The work on Rust in the Linux kernel doesn't include the standard library, and even if it did, having an executor around doesn't prevent you from creating and using a different one.
I think they are pointing out that because the Rust design has decoupled the functionality from the implementation, these kind of replacements are even possible in the first place.
Of course, if you use an alternative executor there are large swaths of the (non-std) async ecosystem that are not available to you (thinking of anything like relying on a tokio::timer::Delay as an example). But as you point out Rust in the Linux kernel already doesn't rely on the std, so they wouldn't even begin to imagine to use an off the shelf crate and expect it to work unmodified for their use case. I just think it is worth pointing out that this is a constraint we currently have.
Right, yes: if we had a design that built a single executor into the language or we had a runtime that included it, you wouldn't be able to replace that as easily. Because executors are, at most, a library mechanism, you can always replace them or run more than one.
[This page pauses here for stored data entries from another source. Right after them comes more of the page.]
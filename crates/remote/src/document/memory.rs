use std::collections::{BTreeMap, HashMap, HashSet};
use std::sync::atomic::{AtomicBool, Ordering};
use std::sync::{RwLock, RwLockReadGuard, RwLockWriteGuard};

use async_trait::async_trait;
use log::debug;
use propdesk_core::errors::StoreError;
use propdesk_core::utils::assigned_id;
use propdesk_core::Result;
use serde_json::{Map, Value};

use super::{Document, DocumentStore, ListQuery};

type Collection = BTreeMap<String, Map<String, Value>>;

/// In-process document store for development and tests.
///
/// Failures can be injected per operation kind or per collection to exercise
/// rollback paths.
#[derive(Debug, Default)]
pub struct MemoryDocumentStore {
    collections: RwLock<HashMap<String, Collection>>,
    fail_reads: AtomicBool,
    fail_writes: AtomicBool,
    failing_collections: RwLock<HashSet<String>>,
}

impl MemoryDocumentStore {
    pub fn new() -> Self {
        Self::default()
    }

    /// Inserts or replaces a document without failure injection.
    ///
    /// Non-object values are ignored.
    pub fn seed(&self, collection: &str, id: &str, value: Value) {
        if let Value::Object(mut fields) = value {
            fields.remove("id");
            self.write()
                .entry(collection.to_string())
                .or_default()
                .insert(id.to_string(), fields);
        }
    }

    /// Snapshot of one collection, ordered by id.
    pub fn documents(&self, collection: &str) -> Vec<Document> {
        self.read()
            .get(collection)
            .map(|docs| {
                docs.iter()
                    .map(|(id, fields)| Document::new(id.clone(), fields.clone()))
                    .collect()
            })
            .unwrap_or_default()
    }

    pub fn set_fail_reads(&self, fail: bool) {
        self.fail_reads.store(fail, Ordering::SeqCst);
    }

    pub fn set_fail_writes(&self, fail: bool) {
        self.fail_writes.store(fail, Ordering::SeqCst);
    }

    /// Makes every write to `collection` fail until cleared.
    pub fn fail_writes_to(&self, collection: &str, fail: bool) {
        let mut failing = self
            .failing_collections
            .write()
            .unwrap_or_else(|p| p.into_inner());
        if fail {
            failing.insert(collection.to_string());
        } else {
            failing.remove(collection);
        }
    }

    fn check_read(&self) -> Result<()> {
        if self.fail_reads.load(Ordering::SeqCst) {
            return Err(StoreError::Network("injected read failure".to_string()).into());
        }
        Ok(())
    }

    fn check_write(&self, collection: &str) -> Result<()> {
        let failing = self
            .failing_collections
            .read()
            .unwrap_or_else(|p| p.into_inner())
            .contains(collection);
        if failing || self.fail_writes.load(Ordering::SeqCst) {
            return Err(StoreError::Network("injected write failure".to_string()).into());
        }
        Ok(())
    }

    fn update(
        &self,
        collection: &str,
        id: &str,
        f: impl FnOnce(&mut Map<String, Value>) -> Result<()>,
    ) -> Result<Document> {
        self.check_write(collection)?;
        let mut collections = self.write();
        let fields = collections
            .get_mut(collection)
            .and_then(|docs| docs.get_mut(id))
            .ok_or_else(|| StoreError::NotFound(format!("{}/{}", collection, id)))?;
        f(fields)?;
        Ok(Document::new(id, fields.clone()))
    }

    fn read(&self) -> RwLockReadGuard<'_, HashMap<String, Collection>> {
        self.collections
            .read()
            .unwrap_or_else(|poisoned| poisoned.into_inner())
    }

    fn write(&self) -> RwLockWriteGuard<'_, HashMap<String, Collection>> {
        self.collections
            .write()
            .unwrap_or_else(|poisoned| poisoned.into_inner())
    }
}

fn not_an_array(field: &str) -> propdesk_core::Error {
    StoreError::Rejected {
        status: 400,
        message: format!("field '{}' is not an array", field),
    }
    .into()
}

fn array_field<'a>(fields: &'a mut Map<String, Value>, field: &str) -> Result<&'a mut Vec<Value>> {
    let slot = fields
        .entry(field.to_string())
        .or_insert_with(|| Value::Array(Vec::new()));
    if slot.is_null() {
        *slot = Value::Array(Vec::new());
    }
    slot.as_array_mut().ok_or_else(|| not_an_array(field))
}

fn append_missing(fields: &mut Map<String, Value>, field: &str, values: Vec<Value>) -> Result<()> {
    let array = array_field(fields, field)?;
    for value in values {
        if !array.contains(&value) {
            array.push(value);
        }
    }
    Ok(())
}

#[async_trait]
impl DocumentStore for MemoryDocumentStore {
    async fn get(&self, collection: &str, id: &str) -> Result<Document> {
        self.check_read()?;
        self.read()
            .get(collection)
            .and_then(|docs| docs.get(id))
            .map(|fields| Document::new(id, fields.clone()))
            .ok_or_else(|| StoreError::NotFound(format!("{}/{}", collection, id)).into())
    }

    async fn create(
        &self,
        collection: &str,
        id: Option<&str>,
        fields: Map<String, Value>,
    ) -> Result<Document> {
        self.check_write(collection)?;
        let id = id.map(str::to_string).unwrap_or_else(assigned_id);
        let mut collections = self.write();
        let docs = collections.entry(collection.to_string()).or_default();
        if docs.contains_key(&id) {
            return Err(StoreError::Rejected {
                status: 409,
                message: format!("{}/{} already exists", collection, id),
            }
            .into());
        }
        docs.insert(id.clone(), fields.clone());
        debug!("Created {}/{}", collection, id);
        Ok(Document::new(id, fields))
    }

    async fn merge(
        &self,
        collection: &str,
        id: &str,
        fields: Map<String, Value>,
    ) -> Result<Document> {
        self.update(collection, id, |stored| {
            for (key, value) in fields {
                stored.insert(key, value);
            }
            Ok(())
        })
    }

    async fn append(
        &self,
        collection: &str,
        id: &str,
        field: &str,
        values: Vec<Value>,
    ) -> Result<()> {
        self.update(collection, id, |stored| append_missing(stored, field, values))?;
        Ok(())
    }

    async fn remove(
        &self,
        collection: &str,
        id: &str,
        field: &str,
        values: Vec<Value>,
    ) -> Result<()> {
        self.update(collection, id, |stored| {
            let array = array_field(stored, field)?;
            array.retain(|v| !values.contains(v));
            Ok(())
        })?;
        Ok(())
    }

    async fn merge_and_append(
        &self,
        collection: &str,
        id: &str,
        fields: Map<String, Value>,
        field: &str,
        values: Vec<Value>,
    ) -> Result<()> {
        self.update(collection, id, |stored| {
            // Checked before touching the document so a bad field leaves it as it was.
            if stored.get(field).is_some_and(|v| !v.is_null() && !v.is_array()) {
                return Err(not_an_array(field));
            }
            for (key, value) in fields {
                stored.insert(key, value);
            }
            append_missing(stored, field, values)
        })?;
        Ok(())
    }

    async fn list(&self, collection: &str, query: &ListQuery) -> Result<Vec<Document>> {
        self.check_read()?;
        let collections = self.read();
        let Some(docs) = collections.get(collection) else {
            return Ok(Vec::new());
        };
        let matching = docs
            .iter()
            .filter(|(_, fields)| query.filters.iter().all(|f| f.matches(fields)))
            .map(|(id, fields)| Document::new(id.clone(), fields.clone()));
        Ok(match query.limit {
            Some(limit) => matching.take(limit).collect(),
            None => matching.collect(),
        })
    }
}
Thank you, you're too kind. I don't know how much that experience of "make the compiler try to talk to a human in a way they can understand it" translates to other parts of life, though :)
It doesn't in rust but in many other languages there would have been a single blessed async library and trying to use anything else would have been very painful. The fact that rust doesn't particularly force the use of it's standard runtime is key to why rust is useful for kernel work.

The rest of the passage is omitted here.